Questa spesa, sottolineo io, è per un litro di olio, due chili di farina di polenta, mezzo chilo di sale, un chilo di zucchero e una barra di sapone per bucato più economico, che viene usato anche per l’igiene personale perché la saponetta profumata è un lusso. Ben lontano dal bastare per un mese per una donna con due figli. E il resto? Proteine di fagioli o uova o carne? Verdura e frutta fresca? L’acqua che devi comprare in tanche perché in casa non c’è? La carbonella per cucinare? Qualche vestito e scarpa sia pure occasionalmente lo si compra o no? L’affitto, quell’incubo mensile?

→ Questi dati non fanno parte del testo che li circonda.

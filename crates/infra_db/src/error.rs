//! Database error types
//!
//! Storage failures are classified by PostgreSQL error code so the adapters
//! can hand the domain a meaningful [`PortError`].

use core_kernel::PortError;
use thiserror::Error;

/// Errors that can occur during database operations
#[derive(Debug, Error)]
pub enum DatabaseError {
    /// Failed to establish a database connection
    #[error("Failed to connect to database: {0}")]
    ConnectionFailed(String),

    /// Query execution failed
    #[error("Query failed: {0}")]
    QueryFailed(String),

    /// Entity not found in database
    #[error("Entity not found: {0}")]
    NotFound(String),

    /// Unique constraint violation
    #[error("Duplicate entry: {0}")]
    DuplicateEntry(String),

    /// Foreign key constraint violation
    #[error("Foreign key violation: {0}")]
    ForeignKeyViolation(String),

    /// Check constraint violation
    #[error("Constraint violation: {0}")]
    ConstraintViolation(String),

    /// The ledger moved on between reading the last entry and appending
    #[error("Sequence conflict: expected {expected}, got {attempted}")]
    SequenceConflict { expected: i64, attempted: i64 },

    /// Migration error
    #[error("Migration failed: {0}")]
    MigrationFailed(String),

    /// Pool exhaustion - no available connections
    #[error("Connection pool exhausted")]
    PoolExhausted,
}

impl DatabaseError {
    /// Creates a not found error for a specific entity type and identifier
    ///
    /// ```rust
    /// use infra_db::DatabaseError;
    ///
    /// let error = DatabaseError::not_found("Customer", "CUS-123");
    /// assert!(error.to_string().contains("Customer"));
    /// ```
    pub fn not_found(entity: &str, id: impl std::fmt::Display) -> Self {
        DatabaseError::NotFound(format!("{} with id '{}' not found", entity, id))
    }

    pub fn is_not_found(&self) -> bool {
        matches!(self, DatabaseError::NotFound(_))
    }

    /// True when a concurrent writer won the race for a row
    pub fn is_conflict(&self) -> bool {
        matches!(
            self,
            DatabaseError::DuplicateEntry(_) | DatabaseError::SequenceConflict { .. }
        )
    }

    pub fn is_connection_error(&self) -> bool {
        matches!(
            self,
            DatabaseError::ConnectionFailed(_) | DatabaseError::PoolExhausted
        )
    }
}

/// Maps SQLx errors to specific variants by PostgreSQL error code
///
/// <https://www.postgresql.org/docs/current/errcodes-appendix.html>
impl From<sqlx::Error> for DatabaseError {
    fn from(error: sqlx::Error) -> Self {
        match &error {
            sqlx::Error::RowNotFound => DatabaseError::NotFound("Record not found".to_string()),
            sqlx::Error::PoolTimedOut => DatabaseError::PoolExhausted,
            sqlx::Error::Io(_) | sqlx::Error::Tls(_) | sqlx::Error::PoolClosed => {
                DatabaseError::ConnectionFailed(error.to_string())
            }
            sqlx::Error::Database(db_err) => {
                let message = db_err.message().to_string();
                match db_err.code().as_deref() {
                    Some("23505") => DatabaseError::DuplicateEntry(message),
                    Some("23503") => DatabaseError::ForeignKeyViolation(message),
                    Some("23514") => DatabaseError::ConstraintViolation(message),
                    _ => DatabaseError::QueryFailed(message),
                }
            }
            _ => DatabaseError::QueryFailed(error.to_string()),
        }
    }
}

impl From<sqlx::migrate::MigrateError> for DatabaseError {
    fn from(error: sqlx::migrate::MigrateError) -> Self {
        DatabaseError::MigrationFailed(error.to_string())
    }
}

impl From<DatabaseError> for PortError {
    fn from(error: DatabaseError) -> Self {
        match error {
            DatabaseError::NotFound(message) => PortError::NotFound {
                entity_type: "Record".to_string(),
                id: message,
            },
            e if e.is_conflict() => PortError::conflict(e.to_string()),
            e if e.is_connection_error() => PortError::Connection {
                message: e.to_string(),
                source: Some(Box::new(e)),
            },
            DatabaseError::ForeignKeyViolation(message) => PortError::validation(message),
            DatabaseError::ConstraintViolation(message) => PortError::validation(message),
            e => PortError::Internal {
                message: e.to_string(),
                source: Some(Box::new(e)),
            },
        }
    }
}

Le conseguenze economiche delle crisi internazionali, Covid e guerra Russia-Ukraina, e della siccità che sta progressivamente inaridendo i pochi pascoli rimasti e uccidendo il bestiame nel nord del paese, sono devastanti. Eppure oggi, aprendo il più diffuso quotidiano locale non ne trovo cenno. Già, il quotidiano lo comperano solo i benestanti.

Che campeggia nei quotidiani sono le elezioni per la Presidenza, il Senato e il Parlamento, che si terranno il 9 agosto. Elezioni che nella recente storia del Kenya sono sempre state occasioni di tensioni sociali capaci di esplodere in violenza generalizzata. Ai disperati si vorrebbe far credere che il loro destino dipende dalla vittoria elettorale di un rappresentante della loro etnia. La vera divisione invece non è fra gruppi etnici, o fra gente che ha il colore della pelle diverso.

“Teresa, lo chiedo io a te, come puoi vivere con 12,000 scellini al mese”. Sorride. “Mia mamma dal villaggio ogni tanto mi manda del cibo, una gallina, un sacchetto di fagioli, qualche uova. Ci aiutiamo. Anche con i vicini”. Vicini che vivono come lei, ogni giorno una lotta. La necessità ci fa riscoprire che abbiamo bisogno degli altri e gli altri hanno bisogno di noi. Per tutto, non solo per mangiare. Per sentirci persone umane.

Però ci sono situazioni in cui la solidarietà fra poveri non basta più, i beni che la gente di Kibera ha a disposizione non sono più sufficienti neanche se condivisi. Lo si vede dai segni di fame cronica, i volti emaciati, i bambini smagriti che non hanno più voglia di giocare. I tentativi di suicidio in aumento. Troppa gente è al limite della disperazione.

E’ una delle tante crisi che vengono dal di fuori, e della quali i poveri sono vittime. I “grandi e potenti di questo mondo” di questo ventunesimo secolo sono regrediti e conoscono solo violenza e guerra per risolvere le loro dispute. La guerra Russia-Ukraina, al di la di tutte le considerazioni geo-politiche, ci spaventa perché oscura nei poveri e nei giovani l’orizzonte della speranza, e rallenta il cammino verso l’umanizzazione – il Regno dei Cieli che è già in noi lo chiamava Gesù – che vogliamo testardamente percorrere.